Every line from the one that contains "assert_eq!(log_pmf(0, 5, 0.0), 0.0);" to the end of the records must be restated word for word. No other line belongs in the answer.

━━━━━ Source data

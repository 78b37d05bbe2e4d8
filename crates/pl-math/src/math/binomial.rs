//! Binomial tail probabilities for sign-count tests.
//!
//! Tails are accumulated in the log domain from exact log-pmf terms, so the
//! result stays accurate for counts in the tens of thousands where the
//! individual probabilities underflow.

use super::stable::{log_binomial, log_sum_exp};

/// log P(X = k) for X ~ Binomial(n, p).
pub fn log_pmf(k: u64, n: u64, p: f64) -> f64 {
    if p.is_nan() || !(0.0..=1.0).contains(&p) {
        return f64::NAN;
    }
    if k > n {
        return f64::NEG_INFINITY;
    }
    // Degenerate success probabilities put all mass on one end.
    if p == 0.0 {
        return if k == 0 { 0.0 } else { f64::NEG_INFINITY };
    }
    if p == 1.0 {
        return if k == n { 0.0 } else { f64::NEG_INFINITY };
    }
    log_binomial(n, k) + k as f64 * p.ln() + (n - k) as f64 * (-p).ln_1p()
}

/// P(X <= k).
pub fn cdf(k: u64, n: u64, p: f64) -> f64 {
    if p.is_nan() || !(0.0..=1.0).contains(&p) {
        return f64::NAN;
    }
    if k >= n {
        return 1.0;
    }
    let terms: Vec<f64> = (0..=k).map(|i| log_pmf(i, n, p)).collect();
    log_sum_exp(&terms).exp().clamp(0.0, 1.0)
}

/// P(X >= k).
pub fn sf(k: u64, n: u64, p: f64) -> f64 {
    if p.is_nan() || !(0.0..=1.0).contains(&p) {
        return f64::NAN;
    }
    if k == 0 {
        return 1.0;
    }
    if k > n {
        return 0.0;
    }
    let terms: Vec<f64> = (k..=n).map(|i| log_pmf(i, n, p)).collect();
    log_sum_exp(&terms).exp().clamp(0.0, 1.0)
}

/// Two-sided sign-test p-value for `k` successes out of `n` fair trials.
///
/// Doubles the smaller tail and caps at 1. Under a fair coin the smaller
/// tail is always the lower tail at `min(k, n - k)`, so `k` and `n - k`
/// give bit-identical results.
pub fn sign_test_p(k: u64, n: u64) -> f64 {
    if n == 0 {
        return 1.0;
    }
    if k > n {
        return f64::NAN;
    }
    let smaller = k.min(n - k);
    (2.0 * cdf(smaller, n, 0.5)).min(1.0)
}

#[cfg(test)]
mod tests {
    use super::*;

    fn approx_eq(a: f64, b: f64, tol: f64) -> bool {
        if a.is_nan() || b.is_nan() {
            return false;
        }
        (a - b).abs() <= tol
    }

    #[test]
    fn pmf_sums_to_one() {
        let n = 17;
        let total: f64 = (0..=n).map(|k| log_pmf(k, n, 0.3).exp()).sum();
        assert!(approx_eq(total, 1.0, 1e-12), "sum = {}", total);
    }

    #[test]
    fn fair_coin_golden_values() {
        // P(X <= 2 | n = 10) = (1 + 10 + 45) / 1024
        assert!(approx_eq(cdf(2, 10, 0.5), 56.0 / 1024.0, 1e-12));
        // P(X >= 8 | n = 10) = (45 + 10 + 1) / 1024
        assert!(approx_eq(sf(8, 10, 0.5), 56.0 / 1024.0, 1e-12));
    }

    #[test]
    fn cdf_and_sf_overlap_at_k() {
        let (k, n, p) = (4, 12, 0.4);
        let total = cdf(k, n, p) + sf(k, n, p) - log_pmf(k, n, p).exp();
        assert!(approx_eq(total, 1.0, 1e-12));
    }

    #[test]
    fn sign_test_symmetry() {
        for n in [1u64, 5, 10, 31] {
            for k in 0..=n {
                assert_eq!(sign_test_p(k, n), sign_test_p(n - k, n));
            }
        }
    }

    #[test]
    fn sign_test_known_values() {
        // Two-sided exact test for 9 of 10.
        assert!(approx_eq(sign_test_p(9, 10), 2.0 * 11.0 / 1024.0, 1e-12));
        assert!(approx_eq(sign_test_p(5, 10), 1.0, 1e-15));
        assert_eq!(sign_test_p(0, 0), 1.0);
        // Doubling the lower tail matches doubling the smaller explicit tail.
        let explicit = 2.0 * cdf(3, 20, 0.5).min(sf(3, 20, 0.5));
        assert!(approx_eq(sign_test_p(3, 20), explicit, 1e-15));
    }

    #[test]
    fn degenerate_probabilities() {
        assert_eq!(log_pmf(0, 5, 0.0), 0.0);
        assert_eq!(log_pmf(5, 5, 1.0), 0.0);
        assert_eq!(log_pmf(2, 5, 1.0), f64::NEG_INFINITY);
        assert!(cdf(1, 5, 1.5).is_nan());
    }
}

━━━━━━━━━━

● **Solution**
        assert_eq!(log_pmf(0, 5, 0.0), 0.0);
        assert_eq!(log_pmf(5, 5, 1.0), 0.0);
        assert_eq!(log_pmf(2, 5, 1.0), f64::NEG_INFINITY);
        assert!(cdf(1, 5, 1.5).is_nan());
    }
}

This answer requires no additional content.